You don’t have to work up a sweat just to enjoy a few minutes inside a sauna room. Why not swim your way towards it. That’s the concept behind the Löyly floating sauna from Lausanne University of Art and Design graduate Trolle Rudebeck Haar. This prefabricated floating structure was Harr’s Diploma Project at Lausanne University of Art and Design (ÉCAL) in Switzerland.
It sits floating on the Lake of Geneva, constructed on top of a floating pontoon deck fitted with hollow barrels for buoyancy. The buoyancy lets the structure float on other bodies of water with low wave motion such as pools, ports, lagoons, and ponds. The Löyly floating sauna used prefabricated elements so it can be easily taken apart and re-assembled. It used Swiss Douglass fir treated with teak oil for outdoor durability. The structure is accessible via a perched ladder on the side. Then a traditional Japanese sliding door called shōji opens to a 2.2-square-meter space. It is lightweight, easily slides aside, and can block wind and steam from living the area.

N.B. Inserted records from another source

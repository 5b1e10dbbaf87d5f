//! `SyncedSecret` custom resource
//!
//! ```yaml
//! apiVersion: secretsync.io/v1
//! kind: SyncedSecret
//! metadata:
//!   name: mysql-credentials
//!   namespace: team-a
//! spec:
//!   IAMRole: arn:aws:iam::123456789012:role/team-a-secrets
//!   data:
//!     - name: MYSQL_USER
//!       value: app
//!     - name: MYSQL_PASSWORD
//!       secretKeyRef:
//!         name: prod/mysql
//!         key: password
//!     - name: TLS_CERT
//!       valueFrom:
//!         secretRef:
//!           name: prod/tls-cert
//!     - name: DATABASE_URL
//!       valueFrom:
//!         template: |
//!           {{#with (getSecretValueMap "prod/mysql")}}mysql://{{user}}:{{password}}@db:3306/app{{/with}}
//! ```
//!
//! Whole-secret import uses `dataFrom` instead of `data`:
//!
//! ```yaml
//! spec:
//!   dataFrom:
//!     secretRef:
//!       name: prod/mysql
//! ```

use kube::CustomResource;
use schemars::JsonSchema;
use serde::{Deserialize, Serialize};

#[derive(CustomResource, Debug, Clone, Default, PartialEq, Deserialize, Serialize, JsonSchema)]
#[kube(
    group = "secretsync.io",
    version = "v1",
    kind = "SyncedSecret",
    namespaced,
    shortname = "syncsec"
)]
#[serde(rename_all = "camelCase")]
pub struct SyncedSecretSpec {
    /// Role assumed to read the referenced secrets
    #[serde(rename = "IAMRole", default, skip_serializing_if = "Option::is_none")]
    pub iam_role: Option<String>,

    /// Ordered output entries; mutually exclusive with `dataFrom`
    #[serde(default, skip_serializing_if = "Option::is_none")]
    pub data: Option<Vec<DataEntrySpec>>,

    /// Import every key of one JSON secret; mutually exclusive with `data`
    #[serde(default, skip_serializing_if = "Option::is_none")]
    pub data_from: Option<DataFromSpec>,
}

#[derive(Debug, Clone, Default, PartialEq, Deserialize, Serialize, JsonSchema)]
#[serde(rename_all = "camelCase")]
pub struct DataFromSpec {
    pub secret_ref: SecretRef,
}

#[derive(Debug, Clone, Default, PartialEq, Deserialize, Serialize, JsonSchema)]
pub struct SecretRef {
    pub name: String,
}

#[derive(Debug, Clone, Default, PartialEq, Deserialize, Serialize, JsonSchema)]
pub struct SecretKeyRef {
    pub name: String,
    pub key: String,
}

#[derive(Debug, Clone, Default, PartialEq, Deserialize, Serialize, JsonSchema)]
#[serde(rename_all = "camelCase")]
pub struct ValueFrom {
    #[serde(default, skip_serializing_if = "Option::is_none")]
    pub secret_ref: Option<SecretRef>,

    #[serde(default, skip_serializing_if = "Option::is_none")]
    pub template: Option<String>,
}

/// One output key. Exactly one of `value`, `secretKeyRef`,
/// `valueFrom.secretRef` and `valueFrom.template` must be set.
#[derive(Debug, Clone, Default, PartialEq, Deserialize, Serialize, JsonSchema)]
#[serde(rename_all = "camelCase")]
pub struct DataEntrySpec {
    pub name: String,

    #[serde(default, skip_serializing_if = "Option::is_none")]
    pub value: Option<String>,

    #[serde(default, skip_serializing_if = "Option::is_none")]
    pub secret_key_ref: Option<SecretKeyRef>,

    #[serde(default, skip_serializing_if = "Option::is_none")]
    pub value_from: Option<ValueFrom>,
}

Meanwhile, ribbed translucent glass comprises the tallest walls for natural light to penetrate inside while providing privacy. It also has a sloped roof made with corrugated polycarbonate and inside is a wooden bench that can host up to three people. A wooden stove sits on the far side where it holds the hot rocks or charcoal. For those who just want to bask in the beauty of the surrounding scenery, a deck is placed around the exterior of the Löyly floating sauna where they can sit and relax.